▶ [Assigned task] Extract the first line through the line containing "use resources_client::Resource;" from the listing below, exactly as written.

++++++++++++++++++++

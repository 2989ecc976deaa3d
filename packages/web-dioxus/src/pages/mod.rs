//! Page components

mod not_found;
mod resources;

pub use not_found::*;
pub use resources::*;
//! Client-side keyword search over a fetched resource set

use resources_client::Resource;

/// Case-insensitive substring match against name or description.
///
/// An empty term matches everything.
pub fn matches(resource: &Resource, term: &str) -> bool {
    if term.is_empty() {
        return true;
    }

    let needle = term.to_lowercase();
    resource.name.to_lowercase().contains(&needle)
        || resource.description.to_lowercase().contains(&needle)
}

/// Narrow `resources` to those matching `term`, preserving order.
///
/// Category and location are not re-checked here; the fetch already scoped
/// the set.
pub fn filter<'a>(resources: &'a [Resource], term: &str) -> Vec<&'a Resource> {
    resources.iter().filter(|r| matches(r, term)).collect()
}

#[cfg(test)]
mod tests {
    use super::*;
    use resources_client::ResourceId;

    fn make_resource(id: i64, name: &str, description: &str) -> Resource {
        Resource {
            id: ResourceId::Number(id),
            name: name.to_string(),
            description: description.to_string(),
            category: "housing".to_string(),
            location: "Minneapolis".to_string(),
            phone: "555-0100".to_string(),
            website: None,
            available_24h: false,
        }
    }

    #[test]
    fn test_empty_term_matches_all() {
        let items = vec![
            make_resource(1, "Alpha", "first"),
            make_resource(2, "Beta", "second"),
        ];

        assert_eq!(filter(&items, "").len(), 2);
    }

    #[test]
    fn test_name_or_description_case_insensitive() {
        let items = vec![
            make_resource(1, "Mental Health Resource", "Mental health support"),
            make_resource(2, "Housing Resource", "Housing assistance"),
            make_resource(3, "Tenant Union", "Eviction defense and HOUSING rights"),
        ];

        let results = filter(&items, "mental");
        assert_eq!(results.len(), 1);
        assert_eq!(results[0].name, "Mental Health Resource");

        let results = filter(&items, "housing");
        let ids: Vec<_> = results.iter().map(|r| r.id.clone()).collect();
        assert_eq!(ids, vec![ResourceId::Number(2), ResourceId::Number(3)]);

        assert!(filter(&items, "xyz123").is_empty());
    }

    #[test]
    fn test_category_and_location_are_not_searched() {
        let items = vec![make_resource(1, "Alpha", "first")];

        assert!(filter(&items, "minneapolis").is_empty());
        assert!(filter(&items, "housing").is_empty());
    }

    #[test]
    fn test_matches_definition_over_many_terms() {
        let items = vec![
            make_resource(1, "Legal Aid Society", "Free legal assistance"),
            make_resource(2, "Crisis Text Line", "Text HOME to 741741"),
            make_resource(3, "Food Shelf", ""),
        ];

        for term in ["", "a", "LEGAL", "text", "home", "shelf", "zzz", "aid soc"] {
            let expected: Vec<_> = items
                .iter()
                .filter(|r| {
                    term.is_empty()
                        || r.name.to_lowercase().contains(&term.to_lowercase())
                        || r.description.to_lowercase().contains(&term.to_lowercase())
                })
                .collect();
            assert_eq!(filter(&items, term), expected, "term {:?}", term);
        }
    }
}
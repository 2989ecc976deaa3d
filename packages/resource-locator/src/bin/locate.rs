//! Command-line resource lookup
//!
//! Drives the same query machine as the web page: mounts, applies the
//! requested filters and search term, waits for the result to settle, then
//! prints what the page would show.

use std::sync::Arc;

use anyhow::{Context, Result};
use clap::Parser;
use colored::Colorize;
use resource_locator::view::{self, ResourceView, ViewBody};
use resource_locator::{LocatorConfig, LocatorRuntime};
use resources_client::{Resource, ResourcesClient};
use serde::Serialize;
use tracing_subscriber::{layer::SubscriberExt, util::SubscriberInitExt};

#[derive(Parser)]
#[command(name = "locate")]
#[command(about = "Find community support resources")]
struct Cli {
    /// Category filter (e.g. housing, legal-aid)
    #[arg(long)]
    category: Option<String>,

    /// Location filter (e.g. "New York", National)
    #[arg(long)]
    location: Option<String>,

    /// Keyword matched against name and description
    #[arg(long)]
    search: Option<String>,

    /// Print the available filter options as well
    #[arg(long)]
    options: bool,

    /// Emit JSON instead of text
    #[arg(long)]
    json: bool,
}

// ============================================================================
// JSON Response Types
// ============================================================================

#[derive(Serialize)]
struct Response<'a> {
    #[serde(skip_serializing_if = "Option::is_none")]
    error: Option<String>,
    #[serde(skip_serializing_if = "Option::is_none")]
    message: Option<&'static str>,
    total: usize,
    resources: Vec<Resource>,
    #[serde(skip_serializing_if = "Option::is_none")]
    categories: Option<&'a [String]>,
    #[serde(skip_serializing_if = "Option::is_none")]
    locations: Option<&'a [String]>,
}

#[tokio::main]
async fn main() -> Result<()> {
    tracing_subscriber::registry()
        .with(
            tracing_subscriber::EnvFilter::try_from_default_env()
                .unwrap_or_else(|_| "info,resource_locator=debug,resources_client=debug".into()),
        )
        .with(tracing_subscriber::fmt::layer().with_writer(std::io::stderr))
        .init();

    let cli = Cli::parse();
    let config = LocatorConfig::from_env().context("Failed to load configuration")?;
    tracing::debug!(base_url = %config.api_base_url, "Loaded configuration");

    let api = Arc::new(ResourcesClient::new(&config.api_base_url));
    let runtime = LocatorRuntime::new(api, &config);

    runtime.mount();
    if let Some(category) = cli.category {
        runtime.select_category(category);
    }
    if let Some(location) = cli.location {
        runtime.select_location(location);
    }
    if let Some(term) = cli.search {
        runtime.set_search(term);
    }

    let state = runtime.settled().await;
    let view = state.view();
    let categories = state.category_options();
    let locations = state.location_options();

    if cli.json {
        let response = to_response(&view, cli.options.then_some((&categories, &locations)));
        println!(
            "{}",
            serde_json::to_string_pretty(&response).context("Failed to serialize response")?
        );
        return Ok(());
    }

    print_view(&view);
    if cli.options {
        println!();
        println!("{} {}", "Categories:".bold(), categories.join(", "));
        println!("{} {}", "Locations:".bold(), locations.join(", "));
    }

    Ok(())
}

fn to_response<'a>(
    view: &ResourceView,
    options: Option<(&'a Vec<String>, &'a Vec<String>)>,
) -> Response<'a> {
    let (resources, total, message) = match &view.body {
        ViewBody::Loading => (Vec::new(), 0, Some(view::LOADING_TEXT)),
        ViewBody::Grid { resources, total } => (resources.clone(), *total, None),
        ViewBody::NoResources => (Vec::new(), 0, Some(view::NO_RESOURCES_TITLE)),
        ViewBody::NoMatches { total } => (Vec::new(), *total, Some(view::NO_MATCHES_TITLE)),
    };

    Response {
        error: view.banner.as_ref().map(|b| b.error.clone()),
        message,
        total,
        resources,
        categories: options.map(|(c, _)| c.as_slice()),
        locations: options.map(|(_, l)| l.as_slice()),
    }
}

fn print_view(view: &ResourceView) {
    if let Some(banner) = &view.banner {
        println!("{}", format!("⚠ {}", banner.title()).yellow().bold());
        println!("{}", banner.message().yellow());
        println!();
    }

    if let Some(summary) = view.summary() {
        println!("{}", summary.dimmed());
        println!();
    }

    match &view.body {
        ViewBody::Loading => println!("{}", view::LOADING_TEXT),
        ViewBody::Grid { resources, .. } => {
            for resource in resources {
                print_card(resource);
            }
        }
        ViewBody::NoResources => {
            println!("{}", view::NO_RESOURCES_TITLE.bold());
            println!("{}", view::NO_RESOURCES_DETAIL);
        }
        ViewBody::NoMatches { .. } => {
            println!("{}", view::NO_MATCHES_TITLE.bold());
            println!("{}", view::NO_MATCHES_DETAIL);
        }
    }
}

fn print_card(resource: &Resource) {
    let mut badges = format!("[{}] [{}]", resource.category, resource.location);
    if resource.available_24h {
        badges.push_str(&" [24/7]".red().to_string());
    }

    println!("{}  {}", resource.name.bright_cyan().bold(), badges);
    if !resource.description.is_empty() {
        println!("  {}", resource.description);
    }
    println!("  ☎ {}", resource.phone);
    if let Some(website) = &resource.website {
        println!("  🌐 {}", website.underline());
    }
    println!("  🕒 {}", resource.availability_label());
    println!();
}
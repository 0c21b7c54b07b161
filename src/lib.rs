//! WiFiGuard library — allow-list guard for the connected wireless network.
//!
//! A three-stage pipeline: the **monitor** polls the associated SSID, the
//! **classifier** checks it against a fixed allow-list, and the **alerter**
//! reports either a safe connection or an unauthorized network. Stages are
//! coupled only through two single-slot links, each paired with a coalescing
//! wake signal, and every stage pulses a watchdog that restarts the whole
//! process when one of them stalls.
//!
//! The library is organized in two layers:
//! - **Layer 1** (`no_std`, no allocator): `observation`, `allowlist`,
//!   `classifier`, `alert`, `source`, `watchdog`, `config`, `board`.
//! - **Layer 2** (feature `std`): `link`, `stage`, `stats`, `supervisor`,
//!   `pipeline`. The threaded runtime shared by the host daemon and the
//!   ESP-IDF firmware.

#![cfg_attr(not(any(test, feature = "std")), no_std)]

pub mod alert;
pub mod allowlist;
pub mod board;
pub mod classifier;
pub mod config;
pub mod observation;
pub mod source;
pub mod watchdog;

#[cfg(feature = "std")]
pub mod link;
#[cfg(feature = "std")]
pub mod pipeline;
#[cfg(feature = "std")]
pub mod stage;
#[cfg(feature = "std")]
pub mod stats;
#[cfg(feature = "std")]
pub mod supervisor;
/// Board constants for the supported ESP32 targets.
///
/// Selected at compile time via feature flags. Host builds report
/// `"host"`.

#[cfg(feature = "board-xiao")]
mod hw {
    pub const BOARD_NAME: &str = "xiao_esp32s3";
    pub const CORE_COUNT: u8 = 2;
    /// Task stack per pipeline stage (bytes).
    pub const STAGE_STACK_SIZE: usize = 4096;
}

#[cfg(all(feature = "board-m5stickc", not(feature = "board-xiao")))]
mod hw {
    pub const BOARD_NAME: &str = "m5stickc_plus2";
    pub const CORE_COUNT: u8 = 2;
    pub const STAGE_STACK_SIZE: usize = 4096;
}

#[cfg(not(any(feature = "board-xiao", feature = "board-m5stickc")))]
mod hw {
    pub const BOARD_NAME: &str = "host";
    pub const CORE_COUNT: u8 = 1;
    pub const STAGE_STACK_SIZE: usize = 64 * 1024;
}

pub use hw::*;
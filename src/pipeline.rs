//! Pipeline assembly.
//!
//! Builds the two links, moves each end into the one stage that uses it,
//! and spawns the stages as named threads. Startup is all-or-nothing: if
//! any stage fails to spawn or register with the watchdog, [`Pipeline::spawn`]
//! returns the error and the caller is expected to exit.
//!
//! Stage priorities ([`StageId::priority`]) are applied through the
//! `before_spawn` hook of [`Pipeline::spawn_with`]. The firmware uses it to
//! set the FreeRTOS priority of each stage thread; hosted builds leave
//! scheduling to the OS and the priority is advisory.

use std::fmt;
use std::io;
use std::sync::mpsc;
use std::sync::Arc;
use std::thread::{self, JoinHandle};
use std::time::Instant;

use crate::alert::AlertSink;
use crate::allowlist::AllowList;
use crate::board;
use crate::config::{ConfigError, PipelineConfig};
use crate::link::{link, LinkId};
use crate::source::NetworkSource;
use crate::stage::{run_forever, Alerter, Classifier, Monitor, Stage};
use crate::stats::{PipelineStats, StatusReport};
use crate::watchdog::{StageId, WatchdogBinding, WatchdogError};

#[derive(Debug)]
pub enum PipelineError {
    Config(ConfigError),
    Spawn { stage: StageId, source: io::Error },
    Watchdog(WatchdogError),
    /// A stage never reported back during startup.
    NoRegistration(StageId),
    /// A stage thread ended. Stages never return, so this means it panicked.
    StageExited(StageId),
}

impl fmt::Display for PipelineError {
    fn fmt(&self, f: &mut fmt::Formatter<'_>) -> fmt::Result {
        match self {
            Self::Config(e) => write!(f, "invalid pipeline config: {e}"),
            Self::Spawn { stage, source } => write!(f, "failed to spawn {stage}: {source}"),
            Self::Watchdog(e) => write!(f, "watchdog registration failed: {e}"),
            Self::NoRegistration(stage) => write!(f, "{stage} did not register in time"),
            Self::StageExited(stage) => write!(f, "{stage} stage exited"),
        }
    }
}

impl std::error::Error for PipelineError {
    fn source(&self) -> Option<&(dyn std::error::Error + 'static)> {
        match self {
            Self::Config(e) => Some(e),
            Self::Spawn { source, .. } => Some(source),
            Self::Watchdog(e) => Some(e),
            _ => None,
        }
    }
}

impl From<ConfigError> for PipelineError {
    fn from(e: ConfigError) -> Self {
        Self::Config(e)
    }
}

impl From<WatchdogError> for PipelineError {
    fn from(e: WatchdogError) -> Self {
        Self::Watchdog(e)
    }
}

/// A running pipeline. Dropping it detaches the stage threads; they keep
/// running until the process ends.
#[derive(Debug)]
pub struct Pipeline {
    stats: Arc<PipelineStats>,
    handles: Vec<(StageId, JoinHandle<()>)>,
}

impl Pipeline {
    /// Validate `config`, wire the links and start all three stages.
    ///
    /// Consumers are started before producers so the first observation has
    /// somewhere to go. Every stage must register with the watchdog within
    /// one watchdog timeout.
    pub fn spawn<S, K, W>(
        config: PipelineConfig,
        source: S,
        allow: AllowList,
        sink: K,
        watchdog: Arc<W>,
    ) -> Result<Self, PipelineError>
    where
        S: NetworkSource + Send + 'static,
        K: AlertSink + Send + 'static,
        W: WatchdogBinding + Send + 'static,
    {
        Self::spawn_with(config, source, allow, sink, watchdog, |_| Ok(()))
    }

    /// Like [`Pipeline::spawn`], calling `before_spawn` on the calling
    /// thread right before each stage thread is created.
    pub fn spawn_with<S, K, W, P>(
        config: PipelineConfig,
        source: S,
        allow: AllowList,
        sink: K,
        watchdog: Arc<W>,
        mut before_spawn: P,
    ) -> Result<Self, PipelineError>
    where
        S: NetworkSource + Send + 'static,
        K: AlertSink + Send + 'static,
        W: WatchdogBinding + Send + 'static,
        P: FnMut(StageId) -> io::Result<()>,
    {
        config.validate()?;

        let stats = Arc::new(PipelineStats::new());
        let (tx12, rx12) = link(LinkId::Observations);
        let (tx23, rx23) = link(LinkId::Verdicts);

        let alerter = Alerter::new(rx23, sink, config, Arc::clone(&stats));
        let classifier = Classifier::new(rx12, tx23, allow, config, Arc::clone(&stats));
        let monitor = Monitor::new(source, tx12, config, Arc::clone(&stats)).map_err(|source| {
            PipelineError::Spawn {
                stage: StageId::Monitor,
                source,
            }
        })?;

        let (ready_tx, ready_rx) = mpsc::sync_channel(StageId::ALL.len());
        let mut handles = Vec::with_capacity(StageId::ALL.len());

        handles.push(spawn_stage(alerter, &watchdog, &ready_tx, &mut before_spawn)?);
        handles.push(spawn_stage(classifier, &watchdog, &ready_tx, &mut before_spawn)?);
        handles.push(spawn_stage(monitor, &watchdog, &ready_tx, &mut before_spawn)?);
        drop(ready_tx);

        let deadline = Instant::now() + config.watchdog_timeout;
        let mut registered = [false; 3];
        while let Some(missing) = StageId::ALL
            .into_iter()
            .find(|stage| !registered[stage.index()])
        {
            let left = deadline.saturating_duration_since(Instant::now());
            match ready_rx.recv_timeout(left) {
                Ok(Ok(id)) => {
                    registered[id.index()] = true;
                    log::debug!("{} ready", id);
                }
                Ok(Err(e)) => return Err(PipelineError::Watchdog(e)),
                Err(_) => return Err(PipelineError::NoRegistration(missing)),
            }
        }

        log::info!("pipeline started: monitor → classifier → alerter");
        Ok(Self { stats, handles })
    }

    pub fn stats(&self) -> &Arc<PipelineStats> {
        &self.stats
    }

    pub fn status(&self) -> StatusReport {
        self.stats.snapshot()
    }

    /// Block until a stage thread ends and report which one. Under normal
    /// operation this never returns.
    pub fn wait(self) -> PipelineError {
        let (tx, rx) = mpsc::channel();
        for (stage, handle) in self.handles {
            let tx = tx.clone();
            // Joiners are detached; only the first exit matters.
            let _ = thread::Builder::new()
                .name(format!("join-{stage}"))
                .spawn(move || {
                    let _ = handle.join();
                    let _ = tx.send(stage);
                });
        }
        drop(tx);
        match rx.recv() {
            Ok(stage) => PipelineError::StageExited(stage),
            Err(_) => PipelineError::StageExited(StageId::Monitor),
        }
    }
}

fn spawn_stage<T, W, P>(
    mut stage: T,
    watchdog: &Arc<W>,
    ready: &mpsc::SyncSender<Result<StageId, WatchdogError>>,
    before_spawn: &mut P,
) -> Result<(StageId, JoinHandle<()>), PipelineError>
where
    T: Stage + Send + 'static,
    W: WatchdogBinding + Send + 'static,
    P: FnMut(StageId) -> io::Result<()>,
{
    let id = stage.id();
    before_spawn(id).map_err(|source| PipelineError::Spawn { stage: id, source })?;
    let watchdog = Arc::clone(watchdog);
    let ready = ready.clone();

    let handle = thread::Builder::new()
        .name(id.as_str().into())
        .stack_size(board::STAGE_STACK_SIZE)
        .spawn(move || {
            // Registration happens on the stage's own thread, matching
            // task-watchdog APIs that subscribe the calling task.
            let registered = watchdog.register(id);
            let ok = registered.is_ok();
            let _ = ready.send(registered.map(|()| id));
            drop(ready);
            if ok {
                run_forever(&mut stage, &*watchdog);
            }
        })
        .map_err(|source| PipelineError::Spawn { stage: id, source })?;

    log::info!(target: id.as_str(), "{} thread spawned (priority {})", id, id.priority());
    Ok((id, handle))
}
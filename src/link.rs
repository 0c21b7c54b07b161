//! Single-slot handoff links between pipeline stages.
//!
//! A link pairs a capacity-1 [`Slot`] with a coalescing [`WakeSignal`].
//! The producer end ([`LinkTx`]) places an item and then raises the wake;
//! the consumer end ([`LinkRx`]) waits for the wake and then drains the
//! slot. Neither end is `Clone`: each link has exactly one producer and one
//! consumer.
//!
//! Every blocking call takes an explicit bound. A full slot is never
//! overwritten; the producer gets its item back and decides to drop it.

use std::fmt;
use std::sync::Arc;
use std::time::Duration;

use crossbeam::channel::{bounded, Receiver, Sender, TrySendError};

/// Which of the two pipeline links an event refers to.
#[derive(Debug, Clone, Copy, PartialEq, Eq, Hash)]
pub enum LinkId {
    /// Monitor → Classifier
    Observations,
    /// Classifier → Alerter
    Verdicts,
}

impl LinkId {
    pub fn index(&self) -> usize {
        *self as usize
    }

    pub fn as_str(&self) -> &'static str {
        match self {
            LinkId::Observations => "link12",
            LinkId::Verdicts => "link23",
        }
    }
}

impl fmt::Display for LinkId {
    fn fmt(&self, f: &mut fmt::Formatter<'_>) -> fmt::Result {
        f.write_str(self.as_str())
    }
}

/// The slot stayed full for the whole wait. Carries the rejected item.
#[derive(Debug, PartialEq, Eq)]
pub struct SendTimeout<T>(pub T);

impl<T> SendTimeout<T> {
    pub fn into_inner(self) -> T {
        self.0
    }
}

impl<T> fmt::Display for SendTimeout<T> {
    fn fmt(&self, f: &mut fmt::Formatter<'_>) -> fmt::Result {
        write!(f, "link full, send timed out")
    }
}

impl<T: fmt::Debug> std::error::Error for SendTimeout<T> {}

/// Capacity-1 buffer with bounded waits on both ends.
#[derive(Debug)]
pub struct Slot<T> {
    tx: Sender<T>,
    rx: Receiver<T>,
}

impl<T> Slot<T> {
    pub fn new() -> Self {
        let (tx, rx) = bounded(1);
        Self { tx, rx }
    }

    /// Place `item` once the slot is empty, waiting at most `wait`.
    pub fn send_within(&self, item: T, wait: Duration) -> Result<(), SendTimeout<T>> {
        // Both channel ends live here, so the only failure is a timeout.
        self.tx
            .send_timeout(item, wait)
            .map_err(|e| SendTimeout(e.into_inner()))
    }

    /// Take the item, waiting at most `wait` for one to arrive.
    pub fn recv_within(&self, wait: Duration) -> Option<T> {
        self.rx.recv_timeout(wait).ok()
    }

    /// Discard any pending item. Returns it if there was one.
    pub fn reset(&self) -> Option<T> {
        self.rx.try_recv().ok()
    }

    pub fn is_occupied(&self) -> bool {
        self.tx.is_full()
    }
}

impl<T> Default for Slot<T> {
    fn default() -> Self {
        Self::new()
    }
}

/// Binary, coalescing wake-up.
///
/// A capacity-1 channel of `()`: raising an already pending signal finds
/// the channel full and does nothing, so a burst of raises before a wait
/// yields exactly one wake.
#[derive(Debug)]
pub struct WakeSignal {
    tx: Sender<()>,
    rx: Receiver<()>,
}

impl WakeSignal {
    pub fn new() -> Self {
        let (tx, rx) = bounded(1);
        Self { tx, rx }
    }

    /// Returns false if a wake was already pending (coalesced).
    pub fn raise(&self) -> bool {
        match self.tx.try_send(()) {
            Ok(()) => true,
            Err(TrySendError::Full(())) | Err(TrySendError::Disconnected(())) => false,
        }
    }

    /// Consume a pending wake, waiting at most `wait`. Returns false on
    /// timeout.
    pub fn wait_within(&self, wait: Duration) -> bool {
        self.rx.recv_timeout(wait).is_ok()
    }

    /// Drop a pending wake without consuming it through a wait.
    pub fn clear(&self) -> bool {
        self.rx.try_recv().is_ok()
    }

    pub fn is_pending(&self) -> bool {
        !self.rx.is_empty()
    }
}

impl Default for WakeSignal {
    fn default() -> Self {
        Self::new()
    }
}

#[derive(Debug)]
struct Shared<T> {
    id: LinkId,
    slot: Slot<T>,
    wake: WakeSignal,
}

/// Create a link. Both ends must be moved into their stages.
pub fn link<T>(id: LinkId) -> (LinkTx<T>, LinkRx<T>) {
    let shared = Arc::new(Shared {
        id,
        slot: Slot::new(),
        wake: WakeSignal::new(),
    });
    (
        LinkTx {
            shared: Arc::clone(&shared),
        },
        LinkRx { shared },
    )
}

/// Producer end of a link.
#[derive(Debug)]
pub struct LinkTx<T> {
    shared: Arc<Shared<T>>,
}

impl<T> LinkTx<T> {
    pub fn id(&self) -> LinkId {
        self.shared.id
    }

    /// Send, then raise the wake. The wake is only raised once the item is
    /// in the slot, so a woken consumer normally finds it there.
    pub fn hand_off(&self, item: T, wait: Duration) -> Result<(), SendTimeout<T>> {
        self.shared.slot.send_within(item, wait)?;
        self.shared.wake.raise();
        Ok(())
    }

    /// Raise the wake without sending anything.
    ///
    /// Not used by the stages; lets callers reproduce the wake-without-item
    /// race the consumer has to recover from.
    pub fn raise_only(&self) -> bool {
        self.shared.wake.raise()
    }

    pub fn is_full(&self) -> bool {
        self.shared.slot.is_occupied()
    }
}

/// Consumer end of a link.
#[derive(Debug)]
pub struct LinkRx<T> {
    shared: Arc<Shared<T>>,
}

impl<T> LinkRx<T> {
    pub fn id(&self) -> LinkId {
        self.shared.id
    }

    pub fn wait_wake(&self, wait: Duration) -> bool {
        self.shared.wake.wait_within(wait)
    }

    pub fn recv_within(&self, wait: Duration) -> Option<T> {
        self.shared.slot.recv_within(wait)
    }

    /// Clear the link's pending state: any item in the slot and any
    /// pending wake. Returns true if an item was discarded.
    pub fn reset(&self) -> bool {
        let discarded = self.shared.slot.reset().is_some();
        self.shared.wake.clear();
        discarded
    }

    pub fn is_pending(&self) -> bool {
        self.shared.slot.is_occupied()
    }
}
//! Pipeline counters.
//!
//! Stages bump these lock-free on every event; the daemon and firmware read
//! a [`StatusReport`] snapshot for their periodic status line.

use std::sync::atomic::{AtomicU32, Ordering};
use std::time::{Duration, Instant};

use crate::alert::{EventMessage, VERSION};
use crate::board;
use crate::link::LinkId;

#[derive(Debug)]
pub struct PipelineStats {
    started: Instant,
    observed: AtomicU32,
    dropped: [AtomicU32; 2],
    starved: [AtomicU32; 2],
    safe: AtomicU32,
    alerts: AtomicU32,
}

impl PipelineStats {
    pub fn new() -> Self {
        Self {
            started: Instant::now(),
            observed: AtomicU32::new(0),
            dropped: [AtomicU32::new(0), AtomicU32::new(0)],
            starved: [AtomicU32::new(0), AtomicU32::new(0)],
            safe: AtomicU32::new(0),
            alerts: AtomicU32::new(0),
        }
    }

    pub fn record_observed(&self) {
        self.observed.fetch_add(1, Ordering::Relaxed);
    }

    pub fn record_dropped(&self, link: LinkId) {
        self.dropped[link.index()].fetch_add(1, Ordering::Relaxed);
    }

    pub fn record_starved(&self, link: LinkId) {
        self.starved[link.index()].fetch_add(1, Ordering::Relaxed);
    }

    pub fn record_verdict(&self, safe: bool) {
        if safe {
            self.safe.fetch_add(1, Ordering::Relaxed);
        } else {
            self.alerts.fetch_add(1, Ordering::Relaxed);
        }
    }

    pub fn uptime(&self) -> Duration {
        self.started.elapsed()
    }

    pub fn snapshot(&self) -> StatusReport {
        let load = |a: &AtomicU32| a.load(Ordering::Relaxed);
        StatusReport {
            uptime_secs: self.uptime().as_secs() as u32,
            observed: load(&self.observed),
            dropped: [load(&self.dropped[0]), load(&self.dropped[1])],
            starved: [load(&self.starved[0]), load(&self.starved[1])],
            safe: load(&self.safe),
            alerts: load(&self.alerts),
        }
    }
}

impl Default for PipelineStats {
    fn default() -> Self {
        Self::new()
    }
}

/// Point-in-time copy of [`PipelineStats`].
#[derive(Debug, Clone, Copy, PartialEq, Eq)]
pub struct StatusReport {
    pub uptime_secs: u32,
    pub observed: u32,
    pub dropped: [u32; 2],
    pub starved: [u32; 2],
    pub safe: u32,
    pub alerts: u32,
}

impl StatusReport {
    pub fn dropped_on(&self, link: LinkId) -> u32 {
        self.dropped[link.index()]
    }

    pub fn starved_on(&self, link: LinkId) -> u32 {
        self.starved[link.index()]
    }

    pub fn verdicts(&self) -> u32 {
        self.safe + self.alerts
    }

    pub fn to_message(&self) -> EventMessage<'static> {
        EventMessage::Status {
            uptime: self.uptime_secs,
            observed: self.observed,
            dropped: self.dropped,
            starved: self.starved,
            safe: self.safe,
            alerts: self.alerts,
            board: board::BOARD_NAME,
            version: VERSION,
        }
    }
}

#[cfg(test)]
mod tests {
    use super::*;
    use crate::alert::encode_message;

    #[test]
    fn counters_start_at_zero() {
        let report = PipelineStats::new().snapshot();
        assert_eq!(report.observed, 0);
        assert_eq!(report.verdicts(), 0);
        assert_eq!(report.dropped, [0, 0]);
        assert_eq!(report.starved, [0, 0]);
    }

    #[test]
    fn counters_are_per_link() {
        let stats = PipelineStats::new();
        stats.record_dropped(LinkId::Observations);
        stats.record_dropped(LinkId::Observations);
        stats.record_starved(LinkId::Verdicts);
        let report = stats.snapshot();
        assert_eq!(report.dropped_on(LinkId::Observations), 2);
        assert_eq!(report.dropped_on(LinkId::Verdicts), 0);
        assert_eq!(report.starved_on(LinkId::Observations), 0);
        assert_eq!(report.starved_on(LinkId::Verdicts), 1);
    }

    #[test]
    fn verdicts_split_safe_and_alerts() {
        let stats = PipelineStats::new();
        stats.record_verdict(true);
        stats.record_verdict(false);
        stats.record_verdict(false);
        let report = stats.snapshot();
        assert_eq!(report.safe, 1);
        assert_eq!(report.alerts, 2);
        assert_eq!(report.verdicts(), 3);
    }

    #[test]
    fn status_message_carries_counters() {
        let stats = PipelineStats::new();
        stats.record_observed();
        stats.record_dropped(LinkId::Verdicts);
        let line = encode_message(&stats.snapshot().to_message()).unwrap();
        let json = std::str::from_utf8(&line).unwrap();
        assert!(json.contains(r#""observed":1"#));
        assert!(json.contains(r#""dropped":[0,1]"#));
        assert!(json.contains(r#""board":"host""#));
        let version = format!(r#""version":"{}""#, env!("CARGO_PKG_VERSION"));
        assert!(json.contains(&version), "{json}");
    }
}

++++++++++++++++++++

▶ [Exercise solution]
repository 2989ecc976deaa3d
filename packages/web-dioxus/src/pages/mod.rs
//! Page components

mod not_found;
mod resources;

pub use not_found::*;
pub use resources::*;
//! Client-side keyword search over a fetched resource set

use resources_client::Resource;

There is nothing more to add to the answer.